Надежда Маньковская: Я и сама уже думала об этом. Замечательная идея. А выход в свет нового «Триалога» активно стимулирует нас. О чем же начнем беседовать сегодня? Полагаю, Вы не без определенного замысла начали этот разговор.
В. Б.: Да, конечно. Ну, тем для разговора у нас немало. Особенно учитывая, что летний опыт путешествий дал новую пищу для размышлений. Кое о чем мы уже успели поделиться со всей триаложной братией в письмах, но многое еще осталось за кадром. Вот, например, в экспрессе «Мадрид-Малага» этим летом (точнее, 2 сентября), созерцая достаточно пустынные и однообразные равнины, мелькавшие за окном, и наслаждаясь, тем не менее, их какой-то своеобразной минималистской красотой, я подумал, что неплохо было бы когда-нибудь заняться темой «эстетика путешествия». Как Вы знаете, я страстный путешественник. Притом путешествую с ранней юности, со школьных лет и вот до сего дня. И практически все мои поездки имели исключительно эстетический характер, всегда за редким исключением были неутилитарными, направленными на актуализацию эстетического опыта, т. е. эстетическими путешествиями. Полагаю, что и Вы именно за этим регулярно разъезжаете по свету. Так не поговорить ли об этом?

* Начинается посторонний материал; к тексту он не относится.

//! Storefront prelude.
//!
//! Convenience exports for common library consumers.

pub use crate::{
    cart::{CartError, CartLine, CartStore, FileCartStore, MemoryCartStore},
    client::{HttpQuoteService, QuoteClientConfig, QuoteService, QuoteServiceError},
    quote::{
        EMPTY_CART_MESSAGE, PricedLine, QUOTE_FAILED_MESSAGE, Quote, QuoteError, QuoteStatus,
    },
    receipt::{ReceiptError, ReceiptWriter},
    reconciler::{QuoteMessages, QuoteReconciler},
    schema::ServerQuote,
    session::{CartSession, CheckoutHandoff, PendingLoad, SessionError, SessionHandle, SessionState},
};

Н. М.: Замечательно! И я большую часть своих путешествий провожу именно с эстетической целью: увидеть новые места, насладиться незнакомыми природными ландшафтами, посетить музеи, театры, изучить памятники архитектуры и т. п. С радостью готова поддержать этот разговор. И он действительно может иметь существенное теоретическое значение для эстетики.

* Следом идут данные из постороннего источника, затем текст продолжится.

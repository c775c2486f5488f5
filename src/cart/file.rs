//! File-backed cart store

use std::{
    fs::{self, File},
    io::{self, Write},
    path::{Path, PathBuf},
};

use tracing::{debug, warn};

use super::{CartError, CartLine, CartStore, normalize_lines};

/// Cart store persisted as a JSON array in a single file.
///
/// Writes land in a sibling temporary file which is then renamed over the
/// cart file. Separate processes sharing a file are last-write-wins.
#[derive(Debug, Clone)]
pub struct FileCartStore {
    path: PathBuf,
}

impl FileCartStore {
    /// Create a store backed by `path`. The file is created on first save.
    pub fn new(path: impl Into<PathBuf>) -> Self {
        Self { path: path.into() }
    }

    /// Path of the backing file.
    pub fn path(&self) -> &Path {
        &self.path
    }

    fn temp_path(&self) -> PathBuf {
        let mut name = self.path.file_name().unwrap_or_default().to_os_string();
        name.push(".tmp");

        self.path.with_file_name(name)
    }
}

/// Write `contents` to a new file at `path` and flush it to disk.
fn write_synced(path: &Path, contents: &[u8]) -> io::Result<()> {
    let mut file = File::create(path)?;

    file.write_all(contents)?;
    file.sync_all()
}

impl CartStore for FileCartStore {
    fn load(&self) -> Result<Vec<CartLine>, CartError> {
        let contents = match fs::read_to_string(&self.path) {
            Ok(contents) => contents,
            Err(error) if error.kind() == io::ErrorKind::NotFound => return Ok(Vec::new()),
            Err(error) => return Err(error.into()),
        };

        if contents.trim().is_empty() {
            return Ok(Vec::new());
        }

        let lines: Vec<CartLine> = serde_json::from_str(&contents)?;

        Ok(normalize_lines(lines))
    }

    fn save(&self, lines: &[CartLine]) -> Result<(), CartError> {
        if let Some(parent) = self.path.parent().filter(|p| !p.as_os_str().is_empty()) {
            fs::create_dir_all(parent)?;
        }

        let lines = normalize_lines(lines.iter().cloned());
        let json = serde_json::to_vec_pretty(&lines)?;
        let temp = self.temp_path();

        let written = write_synced(&temp, &json).and_then(|()| fs::rename(&temp, &self.path));

        if let Err(error) = written {
            let cleanup = fs::remove_file(&temp).or_else(|cleanup| {
                if cleanup.kind() == io::ErrorKind::NotFound {
                    Ok(())
                } else {
                    Err(cleanup)
                }
            });

            if let Err(cleanup) = cleanup {
                warn!(
                    path = %temp.display(),
                    error = %cleanup,
                    "failed to remove temp cart file"
                );
            }

            return Err(error.into());
        }

        debug!(path = %self.path.display(), lines = lines.len(), "saved cart");

        Ok(())
    }

    fn delete_item(&self, product_id: &str) -> Result<(), CartError> {
        let mut lines = self.load()?;
        let before = lines.len();

        lines.retain(|line| line.product_id != product_id);

        if lines.len() == before {
            return Ok(());
        }

        self.save(&lines)
    }
}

В. Б.: Совершенно верно. Ведь любое наше путешествие – это большое эстетическое событие. Именно – со-бытие, извлекающее нас из обыденного существования, или бывания, в пространство подлинного бытия. Наши поездки – это не просто перемещения в географическом пространстве (иногда это пространство может ограничиваться только Москвой или Подмосковьем, а то и одной выставкой или одним музеем), но скачок в иное измерение, где как бы исчезают привычные пространственно-временные координаты и реализуется со-бытие в эстетическом измерении, мы перемещаемся в сферу эстетического опыта.
Н. М.: При этом начинается подобный опыт уже с момента подготовки, когда выбираешь маршрут или конкретную цель путешествия, его время, способ перемещения в пространстве, одежду и другое необходимое снаряжение. И все это освящается самой эстетической целью путешествия, эстетизируется.
В. Б.: Последнее скорее относится к моей персоне, так как у Вас-то и так все вещи и предметы вроде бы утилитарного назначения обладают высоким эстетическим качеством, изначально эстетизированы. В этом я мог лично убедиться в некоторых наших совместных путешествиях на международные конгрессы, когда утилитарная часть работы на конгрессе (утилитарность, правда, относительная, так как мы бывали с Вами только на эстетических конгрессах) органично совмещалась с личным эстетическим опытом. Вы всегда и везде выглядите весьма элегантно и эстетически выразительно. Как Вы готовитесь к этому, собираясь в путешествие? Это ведь тоже эстетический опыт протопутешественной подготовки.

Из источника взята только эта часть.